How do you kill Ethereum?
The question that spurred this piece ahead of the invest: ethereum economy virtual event is: Do Eth 2.0 and new L2 solutions mean the “Eth Killer” narrative is dead? Was it ever possible to kill Ethereum?
I think you kill Ethereum by doing or allowing something it cannot, and having enough people care about this feature or property that they choose to switch smart contract platforms. But it’s complicated. In this scenario, you must assume that Ethereum and its enhancers are unwilling to go in this new demanded direction, or are unable to do so.
We would all do well to remember that tradeoffs abound. Ethereum, for its part, traded scalability for greater decentralization and security.
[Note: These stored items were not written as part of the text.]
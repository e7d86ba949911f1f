//! Time source used by the scheduler.
//!
//! Abstracted so throttling can be exercised in tests without real waiting:
//! [`FakeClock`] moves a virtual offset forward instead of sleeping.

use std::future::Future;
use std::sync::{Arc, Mutex};
use std::time::{Duration, Instant};

/// Supplies the current time and a way to wait.
pub trait Clock: Send + Sync {
    fn now(&self) -> Instant;

    fn sleep(&self, duration: Duration) -> impl Future<Output = ()> + Send;

    /// Wait until `deadline`. Returns immediately if it has already passed.
    fn sleep_until(&self, deadline: Instant) -> impl Future<Output = ()> + Send {
        async move {
            let now = self.now();
            if deadline > now {
                self.sleep(deadline - now).await;
            }
        }
    }
}

/// Wall clock backed by `tokio::time`.
#[derive(Debug, Default, Clone, Copy)]
pub struct SystemClock;

impl Clock for SystemClock {
    fn now(&self) -> Instant {
        Instant::now()
    }

    async fn sleep(&self, duration: Duration) {
        tokio::time::sleep(duration).await;
    }
}

/// Deterministic clock for tests. Sleeping advances time instantly.
#[derive(Debug, Clone)]
pub struct FakeClock {
    origin: Instant,
    offset: Arc<Mutex<Duration>>,
}

impl FakeClock {
    pub fn new() -> Self {
        Self {
            origin: Instant::now(),
            offset: Arc::new(Mutex::new(Duration::ZERO)),
        }
    }

    /// Move the clock forward without anyone sleeping.
    pub fn advance(&self, duration: Duration) {
        *self.lock_offset() += duration;
    }

    /// Total virtual time that has passed since the clock was created.
    pub fn elapsed(&self) -> Duration {
        *self.lock_offset()
    }

    fn lock_offset(&self) -> std::sync::MutexGuard<'_, Duration> {
        self.offset.lock().unwrap_or_else(|poisoned| {
            tracing::warn!("Recovered from poisoned fake clock");
            poisoned.into_inner()
        })
    }
}

impl Default for FakeClock {
    fn default() -> Self {
        Self::new()
    }
}

impl Clock for FakeClock {
    fn now(&self) -> Instant {
        self.origin + self.elapsed()
    }

    async fn sleep(&self, duration: Duration) {
        self.advance(duration);
    }
}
Eth-killers have generally traded censorship resistance and credible neutrality for scalability, their murder weapon.
Sometimes, however, new tools or design patterns allow us to leap forward – to not just move along the demand curve (tradeoff space), but to shift it. Rollups are one such example for scaling. Therefore, if Eth-killers must aim to kill something, their target is not Ethereum, but the independent yet aligned agents a layer above.
Ethereum is not a sitting duck – it is a moving target.
See also: First Mover: Cardano’s No Ethereum Killer Yet, but It’s Winning in Crypto Markets
Narrative change
As the Ethereum base layer scaling effort presses on, and with a possible recalibration to prioritize rollups, and as rollups do today (or tomorrow) what many of the Eth-killers hope to do, I think the narrative has been neutered.
I am not bold enough to say there can be only “one” smart contract platform, and it is Ethereum. History teaches us that everything crumbles. But each passing day brings clarity: if the steady state of global settlement/coordination layers turns out to be winner takes all, Ethereum is in the lead. We should not mince words.
While credible threats have been made, Ethereum is a live player. And it is not a singular player. So, when you hear the next siren song, listen carefully, and I think you will find projects singing of building bridges to Ethereum, not bombs.